> [REQUIRED WORK] List every line below containing "collect".

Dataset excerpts
━━━
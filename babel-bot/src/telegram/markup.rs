//! Bot API encoding of reply keyboards.

use crate::message::ReplyMarkup;
use serde_json::{json, Value};

/// Encode a keyboard as the Bot API `reply_markup` object.
pub fn to_reply_markup(markup: &ReplyMarkup) -> Value {
    match markup {
        ReplyMarkup::Keyboard {
            rows,
            one_time,
            resize,
        } => {
            let keyboard: Vec<Vec<Value>> = rows
                .iter()
                .map(|row| row.iter().map(|text| json!({ "text": text })).collect())
                .collect();
            json!({
                "keyboard": keyboard,
                "one_time_keyboard": one_time,
                "resize_keyboard": resize,
            })
        }
        ReplyMarkup::Inline(rows) => {
            let keyboard: Vec<Vec<Value>> = rows
                .iter()
                .map(|row| {
                    row.iter()
                        .map(|btn| {
                            json!({
                                "text": btn.text,
                                "callback_data": btn.callback_data,
                            })
                        })
                        .collect()
                })
                .collect();
            json!({ "inline_keyboard": keyboard })
        }
    }
}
━━━
> [RESULT OF THE EXERCISE]
                .map(|row| row.iter().map(|text| json!({ "text": text })).collect())
                .collect();
                        .collect()
                .collect();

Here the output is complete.